There is. Constancy and intention were important themes to Christ. In a couple of stories He called out those who refused to lock on to the important things and do what was intended for them to do. But I think the strongest words Jesus had about the power of intention were when he out-and-out said, of us humans, “if you will, you can do anything.” In the English translations He’s using the word “will” as a verb – “to decide, bring about, or attempt to effect or bring about by an act of the will [emphasis mine],” which acts on “the will,” a noun – “the faculty of conscious and especially of deliberate action; the power of control the mind has over its own actions [emphasis mine].” Now, people often use these verses to depict God as a vending machine, but is it possible that Jesus was rather making an important observation about the power of our will – the same observation God made about the tower builders?

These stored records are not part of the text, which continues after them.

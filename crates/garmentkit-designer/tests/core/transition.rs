use crate::support::{drain, garment_photos, test_config, GatedLoader};
use garmentkit_core::{
    CaptureError, DesignerEvent, Side, TransitionEvent, Variant, VariantKey,
};
use garmentkit_designer::{DesignerSession, TextObject, TransitionOutcome};
use std::rc::Rc;
use tokio::sync::Notify;

async fn gated_session(gated_url: &str) -> (DesignerSession, Rc<Notify>) {
    let config = test_config();
    let gate = Rc::new(Notify::new());
    let loader = GatedLoader {
        inner: garment_photos(&config),
        gated_url: gated_url.to_string(),
        gate: Rc::clone(&gate),
    };
    let session = DesignerSession::new(config, Rc::new(loader)).unwrap();
    assert!(session.initialize().await.is_completed());
    (session, gate)
}

/// Yield until the session has started rebuilding towards `color`.
async fn wait_for_color(session: &DesignerSession, color: &str) {
    while session.variant().color != color {
        tokio::task::yield_now().await;
    }
}

#[tokio::test]
async fn test_stale_transition_is_discarded() {
    let (session, gate) = gated_session("garments/men/black/front.png").await;
    session
        .add_text(TextObject::new("Keep me", "Sans", 24.0))
        .unwrap();
    let mut rx = session.events().receiver();

    let (slow, fast) = tokio::join!(session.on_color_changed("black"), async {
        wait_for_color(&session, "black").await;
        assert!(session.is_restoring());
        let outcome = session.on_side_changed(Side::Back).await;
        gate.notify_one();
        outcome
    });

    assert!(matches!(slow, TransitionOutcome::Superseded { .. }));
    assert!(fast.is_completed());
    assert!(fast.token() > slow.token());

    assert_eq!(session.variant(), Variant::new("men", "black", Side::Back));
    assert_eq!(
        session.canvas_variant(),
        Some(VariantKey::new("men", Side::Back))
    );
    assert_eq!(
        session.canvas().background().url.as_deref(),
        Some("garments/men/black/back.png")
    );
    assert!(!session.canvas().has_content());
    assert!(!session.is_restoring());

    // The front scene was committed once, on the way out.
    let front = session.stored_scene("men", Side::Front).unwrap();
    assert_eq!(front.content_count(), 1);
    assert!(session.stored_scene("men", Side::Back).is_none());

    let events = drain(&mut rx);
    assert!(events.contains(&DesignerEvent::Transition(TransitionEvent::Superseded {
        token: slow.token().0
    })));
    let completed: Vec<_> = events
        .iter()
        .filter(|e| matches!(e, DesignerEvent::Transition(TransitionEvent::Completed { .. })))
        .collect();
    assert_eq!(completed.len(), 1);
}

#[tokio::test]
async fn test_edits_are_rejected_mid_rebuild() {
    let (session, gate) = gated_session("garments/men/white/back.png").await;

    let (outcome, edited) = tokio::join!(session.on_side_changed(Side::Back), async {
        while session.variant().side != Side::Back {
            tokio::task::yield_now().await;
        }
        let edited = session.add_text(TextObject::new("Too early", "Sans", 24.0));
        session.commit_now();
        gate.notify_one();
        edited
    });

    assert!(outcome.is_completed());
    assert!(edited.is_none());
    assert!(!session.canvas().has_content());
    assert!(!session.side_has_content("men", Side::Back));
}

#[tokio::test]
async fn test_save_stops_when_user_switches_variant() {
    let (session, gate) = gated_session("garments/men/white/back.png").await;
    session
        .add_text(TextObject::new("Front", "Sans", 24.0))
        .unwrap();
    // Dress the back in black so that the white back photo is first
    // requested by the save itself.
    session.on_color_changed("black").await;
    session.on_side_changed(Side::Back).await;
    session
        .add_text(TextObject::new("Back", "Sans", 24.0))
        .unwrap();
    session.on_side_changed(Side::Front).await;
    session.on_color_changed("white").await;

    // The save moves to the back side, whose photo is gated, and the user
    // picks another color while it waits.
    let (saved, chosen) = tokio::join!(session.save_design(), async {
        while session.variant().side != Side::Back {
            tokio::task::yield_now().await;
        }
        let outcome = session.on_color_changed("navy").await;
        gate.notify_one();
        outcome
    });

    assert!(matches!(saved, Err(CaptureError::Interrupted)));
    assert!(chosen.is_completed());
    assert_eq!(session.variant(), Variant::new("men", "navy", Side::Back));
}

#[tokio::test]
async fn test_superseded_undo_leaves_history_alone() {
    let (session, gate) = gated_session("garments/men/black/front.png").await;
    session.add_text(TextObject::new("A", "Sans", 24.0)).unwrap();
    session.add_text(TextObject::new("B", "Sans", 24.0)).unwrap();
    let mut rx = session.events().receiver();

    let (recolor, undo, flip) = tokio::join!(
        session.on_color_changed("black"),
        async {
            wait_for_color(&session, "black").await;
            session.undo().await
        },
        async {
            // Both the recolor and the undo replay are parked on the photo.
            let mut started = 0;
            while started < 2 {
                match rx.try_recv() {
                    Ok(DesignerEvent::Transition(TransitionEvent::Started { .. })) => started += 1,
                    Ok(_) => {}
                    Err(_) => tokio::task::yield_now().await,
                }
            }
            let outcome = session.on_side_changed(Side::Back).await;
            gate.notify_waiters();
            outcome
        }
    );

    assert!(matches!(recolor, TransitionOutcome::Superseded { .. }));
    assert!(matches!(undo, Some(TransitionOutcome::Superseded { .. })));
    assert!(flip.is_completed());

    let front = VariantKey::new("men", Side::Front);
    let stored = session.stored_scene("men", Side::Front).unwrap();
    assert_eq!(stored.content_count(), 2);

    let history = session.history();
    let bucket = history.bucket(&front).unwrap();
    assert_eq!(bucket.present().unwrap().content_count(), 2);
    assert_eq!(bucket.undo_len(), 2);
    assert_eq!(bucket.redo_len(), 0);
}
//! Session-scoped event bus.
//!
//! Every published event gets a sequence number. Hosts either register a
//! synchronous handler, poll a `broadcast` receiver, or keep the sequence
//! number of the last event they saw and read the journal from there.

use parking_lot::{Mutex, RwLock};
use std::collections::VecDeque;
use std::fmt;
use std::sync::Arc;
use tokio::sync::broadcast;
use uuid::Uuid;

use super::events::{DesignerEvent, EventCategory};

/// Handle returned by [`EventBus::subscribe`].
#[derive(Debug, Clone, Copy, PartialEq, Eq, Hash)]
pub struct SubscriptionId(Uuid);

impl fmt::Display for SubscriptionId {
    fn fmt(&self, f: &mut fmt::Formatter<'_>) -> fmt::Result {
        let simple = self.0.simple().to_string();
        write!(f, "sub-{}", &simple[..8])
    }
}

/// Which events a handler wants.
#[derive(Debug, Clone, Default, PartialEq)]
pub enum EventFilter {
    #[default]
    All,
    Categories(Vec<EventCategory>),
    /// Events about one garment type. Events that name no garment
    /// (superseded rebuilds, exports) do not match.
    Garment(String),
}

impl EventFilter {
    /// Whether a handler registered with this filter receives `event`.
    pub fn matches(&self, event: &DesignerEvent) -> bool {
        match self {
            EventFilter::All => true,
            EventFilter::Categories(categories) => categories.contains(&event.category()),
            EventFilter::Garment(garment) => event.garment() == Some(garment.as_str()),
        }
    }
}

type EventHandler = Arc<dyn Fn(&DesignerEvent) + Send + Sync>;

/// Sizing of the channel and journal.
#[derive(Debug, Clone)]
pub struct EventBusConfig {
    /// Capacity of the `broadcast` channel behind [`EventBus::receiver`].
    pub channel_capacity: usize,
    /// Number of journal entries kept for [`EventBus::journal_since`].
    /// Zero turns the journal off.
    pub journal_limit: usize,
}

impl Default for EventBusConfig {
    fn default() -> Self {
        Self {
            channel_capacity: 256,
            journal_limit: 0,
        }
    }
}

/// A published event and its sequence number.
#[derive(Debug, Clone, PartialEq)]
pub struct JournalEntry {
    pub seq: u64,
    pub event: DesignerEvent,
}

struct Subscription {
    id: SubscriptionId,
    filter: EventFilter,
    handler: EventHandler,
}

/// Fan-out of [`DesignerEvent`]s to handlers, receivers and the journal.
pub struct EventBus {
    sender: broadcast::Sender<DesignerEvent>,
    subscriptions: RwLock<Vec<Subscription>>,
    journal: Mutex<Journal>,
    config: EventBusConfig,
}

#[derive(Default)]
struct Journal {
    next_seq: u64,
    entries: VecDeque<JournalEntry>,
}

impl EventBus {
    pub fn new() -> Self {
        Self::with_config(EventBusConfig::default())
    }

    /// Bus with a custom channel capacity and journal size.
    pub fn with_config(config: EventBusConfig) -> Self {
        let (sender, _) = broadcast::channel(config.channel_capacity.max(1));
        Self {
            sender,
            subscriptions: RwLock::new(Vec::new()),
            journal: Mutex::new(Journal::default()),
            config,
        }
    }

    /// Deliver `event` to handlers, receivers and the journal.
    ///
    /// Returns the sequence number assigned to the event. Sequence numbers
    /// start at 1 and count every publish, journaled or not.
    pub fn publish(&self, event: DesignerEvent) -> u64 {
        let seq = {
            let mut journal = self.journal.lock();
            journal.next_seq += 1;
            let seq = journal.next_seq;
            if self.config.journal_limit > 0 {
                journal.entries.push_back(JournalEntry {
                    seq,
                    event: event.clone(),
                });
                while journal.entries.len() > self.config.journal_limit {
                    journal.entries.pop_front();
                }
            }
            seq
        };
        tracing::trace!("event {}: {}", seq, event.description());

        // Handlers run unlocked so they may subscribe or unsubscribe.
        let handlers: Vec<EventHandler> = self
            .subscriptions
            .read()
            .iter()
            .filter(|s| s.filter.matches(&event))
            .map(|s| s.handler.clone())
            .collect();
        for handler in handlers {
            handler(&event);
        }

        // No receivers is the normal headless case.
        let _ = self.sender.send(event);
        seq
    }

    /// Register a handler. It runs on the publishing thread, inside
    /// [`EventBus::publish`]. Handlers matching an event when it is published
    /// all see it, even if one of them unsubscribes another.
    pub fn subscribe<F>(&self, filter: EventFilter, handler: F) -> SubscriptionId
    where
        F: Fn(&DesignerEvent) + Send + Sync + 'static,
    {
        let id = SubscriptionId(Uuid::new_v4());
        self.subscriptions.write().push(Subscription {
            id,
            filter,
            handler: Arc::new(handler),
        });
        tracing::debug!("Subscription {} added", id);
        id
    }

    /// Drop a handler. Returns `false` for an id that is not registered.
    pub fn unsubscribe(&self, id: SubscriptionId) -> bool {
        let mut subscriptions = self.subscriptions.write();
        let before = subscriptions.len();
        subscriptions.retain(|s| s.id != id);
        let removed = subscriptions.len() != before;
        if removed {
            tracing::debug!("Subscription {} removed", id);
        }
        removed
    }

    pub fn subscriber_count(&self) -> usize {
        self.subscriptions.read().len()
    }

    /// Receiver for events published from now on.
    pub fn receiver(&self) -> broadcast::Receiver<DesignerEvent> {
        self.sender.subscribe()
    }

    /// Journaled events with a sequence number greater than `seq`.
    pub fn journal_since(&self, seq: u64) -> Vec<JournalEntry> {
        self.journal
            .lock()
            .entries
            .iter()
            .filter(|entry| entry.seq > seq)
            .cloned()
            .collect()
    }

    /// Sequence number of the most recent event, 0 before the first one.
    pub fn last_seq(&self) -> u64 {
        self.journal.lock().next_seq
    }

    pub fn config(&self) -> &EventBusConfig {
        &self.config
    }
}

impl Default for EventBus {
    fn default() -> Self {
        Self::new()
    }
}

impl fmt::Debug for EventBus {
    fn fmt(&self, f: &mut fmt::Formatter<'_>) -> fmt::Result {
        f.debug_struct("EventBus")
            .field("subscribers", &self.subscriber_count())
            .field("last_seq", &self.last_seq())
            .field("config", &self.config)
            .finish()
    }
}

The apostles knew all about the power of intention: after Jesus left they lived their lives with a laser focus. In fact, John echoed Jesus words about our confidence in receiving what we ask from God. Paul, in a conversation about contentment in the face of difficult circumstances, said, “I can do anything through Christ!” And James railed against double-mindedness and assured us that a wishy-washy lack of focus would get us nowhere.
So, what should we do – if anything – about the power of intention in our lives? Given James’s admonitions above, it’s pretty clear that we need to be intentional when we come to God in prayer. But intentional for what? Here are some suggestions.
When it comes to our daily lives, we can be intentional about how we spend our time. Paul made it crystal clear that every single one of us is given a gift(s) that we’re expected to use for the care and feeding of our church family. It’s possible to be intentional about our talents and gifts: find out what we’re good at, get plugged into a Bible-based community of believers, find – or create! – a ministry in that community that aligns with our gifts…and we begin to live intentionally. And when it’s accompanied by prayer and thoughtfulness, we can be assured that our Father is helping us along.
But even if we somehow aren’t at a place to do this yet, the Bible pretty much shuts the door on doing nothing: “whatever your hand finds to do, do it with all your might” (from Solomon); “whatever you do, do [it with passion], as to the Lord…” (from Paul). So even if you don’t have a well-thought-out plan yet, you can be intentional if you just pick something – anything! – you think might benefit Jesus or His people, and do it with the gusto and the passion of intentionality.
Intentionality with our church may be fine. But what about the rest of our lives: relationships – jobs – stuff? Remember Jesus said that God, like any good father, loves to give us good things. Do we want more friends? Why would God deny that? He’s all about community. Do we want a romantic relationship? Solomon said “He who finds a wife finds a good thing…” (and obviously a husband is a good thing, too). Do we want a new car, house, clothes? The only restriction I see in praying for these types of things is that we shouldn’t want them just to feed a lifestyle of endless (purposeless?) indulgence.
But when we really desire something we have no doubt is good and right, then we must pursue it with a bulldog’s determination. Luke’s depiction of this level of determination involves an old woman who desperately seeks justice from a corrupt judge. He said Jesus told this story “to show that at all times they ought to pray and not lose heart.”
“Nothing they plan to do will be impossible for them.” “We know we have what we ask for.” “Pray…do not ever lose heart.” “Whatever you do, do it with all your might.” “Ask for wisdom, and God will give it to you.” If there ever was a time to drift aimlessly through life, this isn’t it. The power of intention is ours to grab ahold of. Get it and use it: it will change your life.